Large nonprofits must file an Internal Revenue Service Form 990 each year.  The form summarizes the financial performance of the nonprofit.  In turn, every Form 990 that is filed is publicly available with just a few key strokes.  The Form 990 requires that the organization report to the IRS whether the organization “became aware of a significant diversion of the organization’s assets” in the current year.  Thus, the IRS requires the organization disclose defalcations which amount to a “significant diversion”. 

Despite potential negative publicity associated with disclosure of malfeasance in nonprofit administration, the inevitability of disclosure weighs in favor of a more transparent approach.  Best practices suggest that the entity’s Form 990 be reviewed by the board of directors prior to submission to the IRS, in fact,  the redesigned form asks whether the tax return was furnished  to the board for review prior to filing.  An astute donor – particularly a business savvy donor - is likely to read the 990 with a critical eye.  The worst scenario is that a director or donor becomes aware of the defalcation and subsequently questions the adequacy of management response, potentially a death knell to contributions, and the tenure of the secretive executive director. 

In addition, the nonprofit’s auditor, while not required to disclose every fraud in a footnote to the financials, would need to consider whether the theft had a financial impact on the statements.  If the dollar amount warranted it, it might have to be reported directly on the statements – either as a line item-loss from fraud or a receivable for repayment of stolen funds. 

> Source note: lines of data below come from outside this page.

// ABOUTME: Environment-based server configuration for the authorization broker
// ABOUTME: Reads bind address, issuer, secrets, lifetimes, and the optional upstream IdP block
//
// SPDX-License-Identifier: MIT OR Apache-2.0
// Copyright (c) 2025 Fiscus

use crate::constants::lifetimes;
use anyhow::{Context, Result};
use base64::{engine::general_purpose, Engine as _};
use std::env;
use std::time::Duration;

/// Top-level server configuration, read once at startup.
#[derive(Debug, Clone)]
pub struct ServerConfig {
    /// Bind host
    pub host: String,
    /// HTTP port
    pub http_port: u16,
    /// External issuer URL (scheme + host, no trailing slash), used in
    /// metadata documents and redirect construction
    pub issuer_url: String,
    /// Local approval page the authorize endpoint redirects to when no
    /// upstream IdP is configured
    pub approval_page_url: String,
    /// Redirect URI registered for the built-in first-party client
    pub builtin_redirect_uri: String,
    /// SQLite database URL
    pub database_url: String,
    /// HMAC key for the signed-state codec
    pub state_secret: Vec<u8>,
    /// HMAC key for internally issued signed tokens
    pub internal_token_secret: Vec<u8>,
    /// Interval between background expiry sweeps
    pub sweep_interval: Duration,
    /// Optional upstream identity provider; absent means local approval flow
    pub upstream: Option<UpstreamIdpConfig>,
}

/// Upstream identity-provider federation settings.
#[derive(Debug, Clone)]
pub struct UpstreamIdpConfig {
    /// Provider label recorded on principals (e.g. "github")
    pub provider_name: String,
    /// Client id issued to this broker by the provider
    pub client_id: String,
    /// Client secret issued to this broker by the provider
    pub client_secret: String,
    /// Provider authorize endpoint
    pub authorize_url: String,
    /// Provider token endpoint
    pub token_url: String,
    /// Provider profile (userinfo) endpoint, also used for token introspection
    pub profile_url: String,
    /// Scopes requested from the provider
    pub scope: String,
    /// Bound timeout applied to every provider call
    pub request_timeout: Duration,
}

impl ServerConfig {
    /// Load configuration from environment variables.
    ///
    /// # Errors
    /// Returns an error if a required variable is missing or malformed.
    pub fn from_env() -> Result<Self> {
        let host = env_or("HOST", "127.0.0.1");
        let http_port = env_or("HTTP_PORT", "8081")
            .parse::<u16>()
            .context("HTTP_PORT must be a valid port number")?;

        let issuer_url = env::var("ISSUER_URL")
            .unwrap_or_else(|_| format!("http://{host}:{http_port}"))
            .trim_end_matches('/')
            .to_owned();

        let approval_page_url =
            env::var("APPROVAL_PAGE_URL").unwrap_or_else(|_| format!("{issuer_url}/authorize"));

        let builtin_redirect_uri = env::var("BUILTIN_REDIRECT_URI")
            .unwrap_or_else(|_| format!("{issuer_url}/auth/callback"));

        let database_url = env_or("DATABASE_URL", "sqlite:fiscus_auth.db");

        let state_secret = required_secret("STATE_SECRET")?;
        let internal_token_secret = required_secret("INTERNAL_TOKEN_SECRET")?;

        let sweep_interval = Duration::from_secs(
            env_or("SWEEP_INTERVAL_SECS", &lifetimes::SWEEP_INTERVAL_SECS.to_string())
                .parse::<u64>()
                .context("SWEEP_INTERVAL_SECS must be an integer")?,
        );

        Ok(Self {
            host,
            http_port,
            issuer_url,
            approval_page_url,
            builtin_redirect_uri,
            database_url,
            state_secret,
            internal_token_secret,
            sweep_interval,
            upstream: UpstreamIdpConfig::from_env()?,
        })
    }

    /// URL of the protected-resource metadata document, used as the
    /// `WWW-Authenticate` realm on 401 responses.
    #[must_use]
    pub fn protected_resource_metadata_url(&self) -> String {
        format!("{}/.well-known/oauth-protected-resource", self.issuer_url)
    }

    /// Callback URL this broker registers with the upstream provider.
    #[must_use]
    pub fn callback_url(&self) -> String {
        format!("{}/oauth/callback", self.issuer_url)
    }
}

impl UpstreamIdpConfig {
    /// Read the optional `UPSTREAM_*` block.
    ///
    /// The block is considered present when `UPSTREAM_CLIENT_ID` is set; all
    /// other endpoint variables are then required.
    ///
    /// # Errors
    /// Returns an error if the block is partially configured.
    pub fn from_env() -> Result<Option<Self>> {
        let Ok(client_id) = env::var("UPSTREAM_CLIENT_ID") else {
            return Ok(None);
        };

        let require = |key: &str| -> Result<String> {
            env::var(key).with_context(|| format!("{key} is required when UPSTREAM_CLIENT_ID is set"))
        };

        let request_timeout = Duration::from_secs(
            env_or("UPSTREAM_TIMEOUT_SECS", "10")
                .parse::<u64>()
                .context("UPSTREAM_TIMEOUT_SECS must be an integer")?,
        );

        Ok(Some(Self {
            provider_name: env_or("UPSTREAM_PROVIDER_NAME", "upstream"),
            client_id,
            client_secret: require("UPSTREAM_CLIENT_SECRET")?,
            authorize_url: require("UPSTREAM_AUTHORIZE_URL")?,
            token_url: require("UPSTREAM_TOKEN_URL")?,
            profile_url: require("UPSTREAM_PROFILE_URL")?,
            scope: env_or("UPSTREAM_SCOPE", "openid profile"),
            request_timeout,
        }))
    }
}

/// Read an environment variable with a default.
fn env_or(key: &str, default: &str) -> String {
    env::var(key).unwrap_or_else(|_| default.to_owned())
}

/// Decode a required base64-encoded secret key.
fn required_secret(key: &str) -> Result<Vec<u8>> {
    let encoded = env::var(key).with_context(|| format!("{key} must be set (base64-encoded)"))?;
    let decoded = general_purpose::STANDARD
        .decode(encoded.trim())
        .with_context(|| format!("{key} must be valid base64"))?;
    anyhow::ensure!(decoded.len() >= 32, "{key} must decode to at least 32 bytes");
    Ok(decoded)
}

Further, the question of the directors’ fiduciary duties to the organization in such circumstances has not yet been addressed.  Certainly, the directors of a nonprofit, having been placed in a position of trust by the organization, and bear some responsibility for effective management and control.   To date, no court has imposed liability upon the directors of a nonprofit for failing to investigate potential recovery, failing to report defalcation, or failing to seek recovery of proceeds unlawfully diverted.   While that is certainly not what the volunteer directors sign up for, we can see that case coming. 

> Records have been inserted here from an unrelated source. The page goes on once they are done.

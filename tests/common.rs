// ABOUTME: Shared helpers for integration tests
// ABOUTME: In-memory broker setup, request builders, and token helpers
//
// SPDX-License-Identifier: MIT OR Apache-2.0
// Copyright (c) 2025 Fiscus

#![allow(dead_code)] // not every test binary uses every helper

use axum::body::Body;
use axum::http::{header, Request, Response, StatusCode};
use axum::Router;
use fiscus_auth_broker::config::ServerConfig;
use fiscus_auth_broker::{routes, BrokerResources};
use sqlx::sqlite::SqlitePoolOptions;
use std::sync::Arc;
use std::time::Duration;
use tower::ServiceExt;

pub const ISSUER: &str = "http://127.0.0.1:8081";
pub const INTERNAL_SECRET: &[u8] = b"integration-test-internal-secret";
pub const STATE_SECRET: &[u8] = b"integration-test-state-secret-32";

/// Test configuration with no upstream provider: authorize requests go
/// through the local approval queue.
pub fn test_config() -> ServerConfig {
    ServerConfig {
        host: "127.0.0.1".to_owned(),
        http_port: 8081,
        issuer_url: ISSUER.to_owned(),
        approval_page_url: format!("{ISSUER}/authorize"),
        builtin_redirect_uri: format!("{ISSUER}/auth/callback"),
        database_url: "sqlite::memory:".to_owned(),
        state_secret: STATE_SECRET.to_vec(),
        internal_token_secret: INTERNAL_SECRET.to_vec(),
        sweep_interval: Duration::from_secs(300),
        upstream: None,
    }
}

/// Build broker resources over a fresh in-memory database.
pub async fn setup_resources() -> Arc<BrokerResources> {
    // One connection: every pool checkout must see the same :memory: db
    let pool = SqlitePoolOptions::new()
        .max_connections(1)
        .connect("sqlite::memory:")
        .await
        .expect("in-memory database");

    let resources = BrokerResources::new(test_config(), pool).expect("broker resources");
    resources.migrate().await.expect("schema migration");
    Arc::new(resources)
}

/// Build the router over fresh resources.
pub async fn setup_router() -> Router {
    routes::routes(setup_resources().await)
}

/// Mint an internal HS256 token as the first-party backend would. The
/// audience claim covers the broker itself so the approval endpoints pass
/// the resource check.
pub fn internal_token(sub: &str) -> String {
    #[derive(serde::Serialize)]
    struct Claims {
        sub: String,
        name: String,
        aud: String,
        exp: i64,
    }

    jsonwebtoken::encode(
        &jsonwebtoken::Header::new(jsonwebtoken::Algorithm::HS256),
        &Claims {
            sub: sub.to_owned(),
            name: "Test User".to_owned(),
            aud: format!("{ISSUER}/*"),
            exp: chrono::Utc::now().timestamp() + 3600,
        },
        &jsonwebtoken::EncodingKey::from_secret(INTERNAL_SECRET),
    )
    .expect("token signing")
}

pub async fn get(router: &Router, uri: &str) -> Response<Body> {
    router
        .clone()
        .oneshot(
            Request::builder()
                .method("GET")
                .uri(uri)
                .body(Body::empty())
                .expect("request"),
        )
        .await
        .expect("response")
}

pub async fn post_json(
    router: &Router,
    uri: &str,
    body: &serde_json::Value,
    bearer: Option<&str>,
) -> Response<Body> {
    let mut builder = Request::builder()
        .method("POST")
        .uri(uri)
        .header(header::CONTENT_TYPE, "application/json");
    if let Some(token) = bearer {
        builder = builder.header(header::AUTHORIZATION, format!("Bearer {token}"));
    }

    router
        .clone()
        .oneshot(
            builder
                .body(Body::from(serde_json::to_vec(body).expect("json body")))
                .expect("request"),
        )
        .await
        .expect("response")
}

pub async fn post_form(router: &Router, uri: &str, fields: &[(&str, &str)]) -> Response<Body> {
    let body = serde_urlencoded::to_string(fields).expect("form body");

    router
        .clone()
        .oneshot(
            Request::builder()
                .method("POST")
                .uri(uri)
                .header(header::CONTENT_TYPE, "application/x-www-form-urlencoded")
                .body(Body::from(body))
                .expect("request"),
        )
        .await
        .expect("response")
}

pub async fn json_body(response: Response<Body>) -> serde_json::Value {
    let bytes = axum::body::to_bytes(response.into_body(), 1024 * 1024)
        .await
        .expect("body");
    serde_json::from_slice(&bytes).expect("json body")
}

/// Location header of a 302 redirect response.
pub fn location(response: &Response<Body>) -> String {
    assert_eq!(response.status(), StatusCode::FOUND, "expected a redirect");
    response
        .headers()
        .get(header::LOCATION)
        .expect("location header")
        .to_str()
        .expect("utf-8 location")
        .to_owned()
}

/// Extract one query parameter from a URL.
pub fn query_param(url: &str, key: &str) -> Option<String> {
    url::Url::parse(url)
        .expect("parseable url")
        .query_pairs()
        .find(|(k, _)| k == key)
        .map(|(_, v)| v.into_owned())
}

/// Register a client through the HTTP surface and return its client_id.
pub async fn register_client(router: &Router, redirect_uri: &str) -> String {
    let response = post_json(
        router,
        "/oauth/register",
        &serde_json::json!({
            "redirect_uris": [redirect_uri],
            "client_name": "Test Client",
            "scope": "profile accounts:read",
        }),
        None,
    )
    .await;
    assert_eq!(response.status(), StatusCode::CREATED);

    let body = json_body(response).await;
    body["client_id"].as_str().expect("client_id").to_owned()
}

/// A PKCE verifier/challenge pair for tests.
pub fn pkce_pair() -> (String, String) {
    let verifier = "dBjftJeZ4CVP-mB92K27uhbUJU1p1r_wW1gFWFOEjXk".to_owned();
    let challenge = fiscus_auth_broker::pkce::derive_challenge(&verifier).expect("challenge");
    (verifier, challenge)
}

/// Walk a client through authorize + approval and return the issued code.
pub async fn obtain_code(router: &Router, client_id: &str, redirect_uri: &str, challenge: &str) -> String {
    let authorize_uri = format!(
        "/oauth/authorize?response_type=code&client_id={}&redirect_uri={}&scope=profile&state=cs1&code_challenge={}&code_challenge_method=S256",
        urlencoding::encode(client_id),
        urlencoding::encode(redirect_uri),
        urlencoding::encode(challenge),
    );
    let response = get(router, &authorize_uri).await;
    let approval_url = location(&response);
    let request_id = query_param(&approval_url, "request_id").expect("request_id");

    let response = post_json(
        router,
        &format!("/oauth/requests/{request_id}/approve"),
        &serde_json::json!({}),
        Some(&internal_token("user-1")),
    )
    .await;
    assert_eq!(response.status(), StatusCode::OK);

    let body = json_body(response).await;
    let redirect_url = body["redirect_url"].as_str().expect("redirect_url");
    assert_eq!(query_param(redirect_url, "state").as_deref(), Some("cs1"));
    query_param(redirect_url, "code").expect("authorization code")
}
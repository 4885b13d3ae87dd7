// ABOUTME: Concrete authentication strategies for the approval endpoints
// ABOUTME: HS256 internal tokens and broker-issued opaque access tokens
//
// SPDX-License-Identifier: MIT OR Apache-2.0
// Copyright (c) 2025 Fiscus

use super::AuthStrategy;
use crate::broker::AuthorizationBroker;
use crate::errors::{BrokerError, BrokerResult};
use crate::models::Principal;
use crate::resource;
use async_trait::async_trait;
use jsonwebtoken::{Algorithm, DecodingKey, Validation};
use serde::Deserialize;
use std::sync::Arc;

/// Claims carried by internally issued signed tokens.
#[derive(Debug, Deserialize)]
struct InternalClaims {
    /// Subject (user id)
    sub: String,
    /// Display name
    #[serde(default)]
    name: Option<String>,
    /// Roles granted by the first-party backend
    #[serde(default)]
    roles: Vec<String>,
    /// Audience the token is scoped to; required for resource access
    #[serde(default)]
    aud: Option<String>,
}

/// Validates HS256 tokens issued by the first-party Fiscus backend.
///
/// These authenticate the resource owner on the approval endpoints when no
/// upstream provider is configured.
pub struct InternalTokenStrategy {
    decoding_key: DecodingKey,
}

impl InternalTokenStrategy {
    #[must_use]
    pub fn new(secret: &[u8]) -> Self {
        Self {
            decoding_key: DecodingKey::from_secret(secret),
        }
    }

    fn decode(&self, token: &str) -> Option<InternalClaims> {
        let mut validation = Validation::new(Algorithm::HS256);
        // Audience is checked against the resource, not a fixed value
        validation.validate_aud = false;
        // Expiry is exact; no clock leeway
        validation.leeway = 0;

        jsonwebtoken::decode::<InternalClaims>(token, &self.decoding_key, &validation)
            .map(|data| data.claims)
            .ok()
    }
}

#[async_trait]
impl AuthStrategy for InternalTokenStrategy {
    fn name(&self) -> &'static str {
        "internal_token"
    }

    async fn authenticate(&self, token: &str) -> BrokerResult<Option<Principal>> {
        // Not a JWT shape: let the next strategy try
        if token.split('.').count() != 3 {
            return Ok(None);
        }

        let Some(claims) = self.decode(token) else {
            return Ok(None);
        };

        Ok(Some(Principal {
            id: claims.sub,
            handle: None,
            display_name: claims.name,
            roles: claims.roles,
            provider: "local".to_owned(),
            profile: serde_json::Value::Null,
        }))
    }

    async fn validate_resource_access(&self, token: &str, resource_url: &str) -> BrokerResult<()> {
        let claims = self
            .decode(token)
            .ok_or_else(|| BrokerError::invalid_token("token is no longer valid"))?;

        // The audience claim is mandatory here: an internal token with no
        // audience is not valid for any resource.
        match claims.aud.as_deref() {
            Some(aud) if resource::matches(Some(aud), resource_url) => Ok(()),
            Some(_) => Err(BrokerError::invalid_audience(
                "token audience does not cover this resource",
            )),
            None => Err(BrokerError::invalid_audience(
                "token carries no audience claim",
            )),
        }
    }
}

/// Validates opaque access tokens issued by this broker.
pub struct BrokerTokenStrategy {
    broker: Arc<AuthorizationBroker>,
}

impl BrokerTokenStrategy {
    #[must_use]
    pub fn new(broker: Arc<AuthorizationBroker>) -> Self {
        Self { broker }
    }
}

#[async_trait]
impl AuthStrategy for BrokerTokenStrategy {
    fn name(&self) -> &'static str {
        "broker_token"
    }

    async fn authenticate(&self, token: &str) -> BrokerResult<Option<Principal>> {
        Ok(self
            .broker
            .validate_access_token(token)
            .await?
            .map(|connection| connection.principal))
    }

    async fn validate_resource_access(&self, token: &str, resource_url: &str) -> BrokerResult<()> {
        let connection = self
            .broker
            .validate_access_token(token)
            .await?
            .ok_or_else(|| BrokerError::invalid_token("token is no longer valid"))?;

        AuthorizationBroker::validate_token_resource(&connection, resource_url)
    }
}
// ABOUTME: Entry point for the Fiscus authorization broker server
// ABOUTME: Loads configuration, opens SQLite, wires the broker, and serves HTTP
//
// SPDX-License-Identifier: MIT OR Apache-2.0
// Copyright (c) 2025 Fiscus

use anyhow::{Context, Result};
use clap::Parser;
use fiscus_auth_broker::{logging, routes, BrokerResources, ServerConfig};
use sqlx::sqlite::{SqliteConnectOptions, SqlitePoolOptions};
use std::str::FromStr;
use std::sync::Arc;
use tower_http::trace::TraceLayer;

#[derive(Parser)]
#[command(
    name = "fiscus-auth-server",
    about = "OAuth 2.0 authorization broker for Fiscus",
    version
)]
struct Args {
    /// Override the HTTP port from the environment
    #[arg(long)]
    port: Option<u16>,
}

#[tokio::main]
async fn main() -> Result<()> {
    let args = Args::parse();

    logging::init_from_env()?;

    let mut config = ServerConfig::from_env().context("failed to load configuration")?;
    if let Some(port) = args.port {
        config.http_port = port;
    }

    let options = SqliteConnectOptions::from_str(&config.database_url)
        .context("invalid DATABASE_URL")?
        .create_if_missing(true);
    let pool = SqlitePoolOptions::new()
        .max_connections(5)
        .connect_with(options)
        .await
        .context("failed to open database")?;

    let bind_addr = format!("{}:{}", config.host, config.http_port);

    let resources = BrokerResources::new(config, pool)?;
    resources.migrate().await?;
    resources.spawn_background_tasks();

    let resources = Arc::new(resources);
    let app = routes::routes(Arc::clone(&resources)).layer(TraceLayer::new_for_http());

    let listener = tokio::net::TcpListener::bind(&bind_addr)
        .await
        .with_context(|| format!("failed to bind {bind_addr}"))?;

    tracing::info!(
        addr = %bind_addr,
        issuer = %resources.config.issuer_url,
        upstream = resources.config.upstream.is_some(),
        "authorization broker listening"
    );

    axum::serve(listener, app)
        .await
        .context("server terminated")?;

    Ok(())
}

Navigating the potential exposure requires a complete understanding of financial controls and information, reporting requirements and the composition of the board of directors.  Generally, the best advice is to conduct a complete investigation, proactively adopt whatever policies are necessary to prevent a re-occurrence, and report the bad actor to the relevant authorities.  Such actions would certainly satisfy any duty to the organization.